═══ RECORDS TO USE ═══
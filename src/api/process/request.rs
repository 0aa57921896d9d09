// Copyright (c) 2025 Fabstir
// SPDX-License-Identifier: BUSL-1.1
//! Process request parsing

use axum::{
    body::Bytes,
    extract::{FromRequest, Request},
    http::{
        header::{CONTENT_LENGTH, CONTENT_TYPE},
        StatusCode,
    },
};
use axum_extra::extract::Multipart;
use serde::{de, Deserialize, Deserializer};
use tracing::debug;

use crate::api::errors::ApiError;
use crate::config::parse_flag;
use crate::image_source::{ImageRequest, BODY_SENTINEL};

/// Multipart field carrying an uploaded image
pub const UPLOAD_FIELD: &str = "image_buf";

/// Query parameters shared by the process endpoints
#[derive(Debug, Clone, Default, Deserialize)]
pub struct ProcessParams {
    /// Image URL, or `body` when the request body is the image
    #[serde(default)]
    pub image_url: Option<String>,

    /// Attach annotated JPEG data URIs (default: false)
    #[serde(default, deserialize_with = "deserialize_flag")]
    pub annotate_image: bool,
}

fn deserialize_flag<'de, D>(deserializer: D) -> Result<bool, D::Error>
where
    D: Deserializer<'de>,
{
    let raw = String::deserialize(deserializer)?;
    parse_flag(&raw)
        .ok_or_else(|| de::Error::custom(format!("expected a boolean, got '{}'", raw)))
}

fn is_multipart(request: &Request) -> bool {
    request
        .headers()
        .get(CONTENT_TYPE)
        .and_then(|value| value.to_str().ok())
        .map(|value| value.to_ascii_lowercase().starts_with("multipart/form-data"))
        .unwrap_or(false)
}

fn declared_length(request: &Request) -> Option<usize> {
    request
        .headers()
        .get(CONTENT_LENGTH)
        .and_then(|value| value.to_str().ok())
        .and_then(|value| value.parse().ok())
}

/// Collect the image-bearing parts of a request.
///
/// The body is only consumed when it can be the image: as raw bytes under the
/// body sentinel, or as a multipart form when no URL was given. Raw bodies are
/// capped by the router's body limit; `body_limit` is the maximum reported
/// when that cap is hit.
pub async fn read_image_request(
    image_url: Option<String>,
    request: Request,
    body_limit: usize,
) -> Result<ImageRequest, ApiError> {
    match image_url.as_deref() {
        Some(BODY_SENTINEL) => {
            let declared = declared_length(&request);
            let body = Bytes::from_request(request, &()).await.map_err(|rejection| {
                if rejection.status() == StatusCode::PAYLOAD_TOO_LARGE {
                    ApiError::ImageTooLarge {
                        size: declared.unwrap_or(body_limit + 1),
                        max: body_limit,
                    }
                } else {
                    ApiError::MalformedUpload(rejection.body_text())
                }
            })?;
            Ok(ImageRequest {
                image_url,
                image_buf: None,
                body: Some(body),
            })
        }
        Some(_) => Ok(ImageRequest {
            image_url,
            ..Default::default()
        }),
        None if is_multipart(&request) => {
            let image_buf = read_upload(request, body_limit).await?;
            Ok(ImageRequest {
                image_url: None,
                image_buf,
                body: None,
            })
        }
        None => Ok(ImageRequest::default()),
    }
}

async fn read_upload(request: Request, body_limit: usize) -> Result<Option<Bytes>, ApiError> {
    let declared = declared_length(&request);
    let mut multipart = Multipart::from_request(request, &())
        .await
        .map_err(|e| ApiError::MalformedUpload(e.to_string()))?;

    while let Some(field) = multipart
        .next_field()
        .await
        .map_err(|e| ApiError::MalformedUpload(e.to_string()))?
    {
        if field.name() != Some(UPLOAD_FIELD) {
            debug!("Skipping multipart field {:?}", field.name());
            continue;
        }

        let bytes = field.bytes().await.map_err(|e| {
            if e.status() == StatusCode::PAYLOAD_TOO_LARGE {
                ApiError::ImageTooLarge {
                    size: declared.unwrap_or(body_limit + 1),
                    max: body_limit,
                }
            } else {
                ApiError::MalformedUpload(e.body_text())
            }
        })?;
        return Ok(Some(bytes));
    }

    Ok(None)
}
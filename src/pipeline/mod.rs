// Copyright (c) 2025 Fabstir
// SPDX-License-Identifier: BUSL-1.1
//! Screening pipelines
//!
//! [`ScreeningPipeline`] is the capability the HTTP surfaces serve. The real
//! [`DetectionPipeline`] runs the cascade detectors; [`MockPipeline`] returns
//! random reports of the same shape for exercising clients.

pub mod detection;
pub mod mock;
pub mod types;

pub use detection::DetectionPipeline;
pub use mock::MockPipeline;
pub use types::{EyeInfo, EyeResult, FaceInfo, PhotoInfo, LEUKO_PROB_STUB, PROCESS_TIME_STUB};

use crate::vision::{DecodedImage, ImageError};

/// Builds screening reports from decoded images.
///
/// Calls are synchronous and CPU-bound; callers on an async runtime should
/// run them on a blocking thread. The only failure is encoding annotated
/// output.
pub trait ScreeningPipeline: Send + Sync {
    /// Surface name, used in logs and status output
    fn name(&self) -> &'static str;

    /// Report for an image that already is one eye
    fn process_eye(&self, image: &DecodedImage, annotate: bool) -> Result<EyeInfo, ImageError>;

    /// Report for an image that already is one face
    fn process_face(&self, image: &DecodedImage, annotate: bool) -> Result<FaceInfo, ImageError>;

    /// Find every face in a photo and report on each
    fn process_photo(&self, image: &DecodedImage, annotate: bool)
        -> Result<PhotoInfo, ImageError>;
}
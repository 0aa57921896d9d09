// Copyright (c) 2025 Fabstir
// SPDX-License-Identifier: BUSL-1.1
//! Process endpoints (eye, face, photo)

pub mod handler;
pub mod request;

pub use handler::{process_eye_handler, process_face_handler, process_photo_handler};
pub use request::{read_image_request, ProcessParams, UPLOAD_FIELD};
═══
All entries shown above should be printed again exactly.

[SOLVED EXERCISE]
filename src/api/process/request.rs
repository 0aa57921896d9d09
// Copyright (c) 2025 Fabstir
// SPDX-License-Identifier: BUSL-1.1
//! Process request parsing

use axum::{
    body::Bytes,
    extract::{FromRequest, Request},
    http::{
        header::{CONTENT_LENGTH, CONTENT_TYPE},
        StatusCode,
    },
};
use axum_extra::extract::Multipart;
use serde::{de, Deserialize, Deserializer};
use tracing::debug;

use crate::api::errors::ApiError;
use crate::config::parse_flag;
use crate::image_source::{ImageRequest, BODY_SENTINEL};

/// Multipart field carrying an uploaded image
pub const UPLOAD_FIELD: &str = "image_buf";

/// Query parameters shared by the process endpoints
#[derive(Debug, Clone, Default, Deserialize)]
pub struct ProcessParams {
    /// Image URL, or `body` when the request body is the image
    #[serde(default)]
    pub image_url: Option<String>,

    /// Attach annotated JPEG data URIs (default: false)
    #[serde(default, deserialize_with = "deserialize_flag")]
    pub annotate_image: bool,
}

fn deserialize_flag<'de, D>(deserializer: D) -> Result<bool, D::Error>
where
    D: Deserializer<'de>,
{
    let raw = String::deserialize(deserializer)?;
    parse_flag(&raw)
        .ok_or_else(|| de::Error::custom(format!("expected a boolean, got '{}'", raw)))
}

fn is_multipart(request: &Request) -> bool {
    request
        .headers()
        .get(CONTENT_TYPE)
        .and_then(|value| value.to_str().ok())
        .map(|value| value.to_ascii_lowercase().starts_with("multipart/form-data"))
        .unwrap_or(false)
}

fn declared_length(request: &Request) -> Option<usize> {
    request
        .headers()
        .get(CONTENT_LENGTH)
        .and_then(|value| value.to_str().ok())
        .and_then(|value| value.parse().ok())
}

/// Collect the image-bearing parts of a request.
///
/// The body is only consumed when it can be the image: as raw bytes under the
/// body sentinel, or as a multipart form when no URL was given. Raw bodies are
/// capped by the router's body limit; `body_limit` is the maximum reported
/// when that cap is hit.
pub async fn read_image_request(
    image_url: Option<String>,
    request: Request,
    body_limit: usize,
) -> Result<ImageRequest, ApiError> {
    match image_url.as_deref() {
        Some(BODY_SENTINEL) => {
            let declared = declared_length(&request);
            let body = Bytes::from_request(request, &()).await.map_err(|rejection| {
                if rejection.status() == StatusCode::PAYLOAD_TOO_LARGE {
                    ApiError::ImageTooLarge {
                        size: declared.unwrap_or(body_limit + 1),
                        max: body_limit,
                    }
                } else {
                    ApiError::MalformedUpload(rejection.body_text())
                }
            })?;
            Ok(ImageRequest {
                image_url,
                image_buf: None,
                body: Some(body),
            })
        }
        Some(_) => Ok(ImageRequest {
            image_url,
            ..Default::default()
        }),
        None if is_multipart(&request) => {
            let image_buf = read_upload(request, body_limit).await?;
            Ok(ImageRequest {
                image_url: None,
                image_buf,
                body: None,
            })
        }
        None => Ok(ImageRequest::default()),
    }
}

async fn read_upload(request: Request, body_limit: usize) -> Result<Option<Bytes>, ApiError> {
    let declared = declared_length(&request);
    let mut multipart = Multipart::from_request(request, &())
        .await
        .map_err(|e| ApiError::MalformedUpload(e.to_string()))?;

    while let Some(field) = multipart
        .next_field()
        .await
        .map_err(|e| ApiError::MalformedUpload(e.to_string()))?
    {
        if field.name() != Some(UPLOAD_FIELD) {
            debug!("Skipping multipart field {:?}", field.name());
            continue;
        }

        let bytes = field.bytes().await.map_err(|e| {
            if e.status() == StatusCode::PAYLOAD_TOO_LARGE {
                ApiError::ImageTooLarge {
                    size: declared.unwrap_or(body_limit + 1),
                    max: body_limit,
                }
            } else {
                ApiError::MalformedUpload(e.body_text())
            }
        })?;
        return Ok(Some(bytes));
    }

    Ok(None)
}
filename src/pipeline/mod.rs
// Copyright (c) 2025 Fabstir
// SPDX-License-Identifier: BUSL-1.1
//! Screening pipelines
//!
//! [`ScreeningPipeline`] is the capability the HTTP surfaces serve. The real
//! [`DetectionPipeline`] runs the cascade detectors; [`MockPipeline`] returns
//! random reports of the same shape for exercising clients.

pub mod detection;
pub mod mock;
pub mod types;

pub use detection::DetectionPipeline;
pub use mock::MockPipeline;
pub use types::{EyeInfo, EyeResult, FaceInfo, PhotoInfo, LEUKO_PROB_STUB, PROCESS_TIME_STUB};

use crate::vision::{DecodedImage, ImageError};

/// Builds screening reports from decoded images.
///
/// Calls are synchronous and CPU-bound; callers on an async runtime should
/// run them on a blocking thread. The only failure is encoding annotated
/// output.
pub trait ScreeningPipeline: Send + Sync {
    /// Surface name, used in logs and status output
    fn name(&self) -> &'static str;

    /// Report for an image that already is one eye
    fn process_eye(&self, image: &DecodedImage, annotate: bool) -> Result<EyeInfo, ImageError>;

    /// Report for an image that already is one face
    fn process_face(&self, image: &DecodedImage, annotate: bool) -> Result<FaceInfo, ImageError>;

    /// Find every face in a photo and report on each
    fn process_photo(&self, image: &DecodedImage, annotate: bool)
        -> Result<PhotoInfo, ImageError>;
}
repository 0aa57921896d9d09
// Copyright (c) 2025 Fabstir
// SPDX-License-Identifier: BUSL-1.1
//! Process endpoints (eye, face, photo)

pub mod handler;
pub mod request;

pub use handler::{process_eye_handler, process_face_handler, process_photo_handler};
pub use request::{read_image_request, ProcessParams, UPLOAD_FIELD};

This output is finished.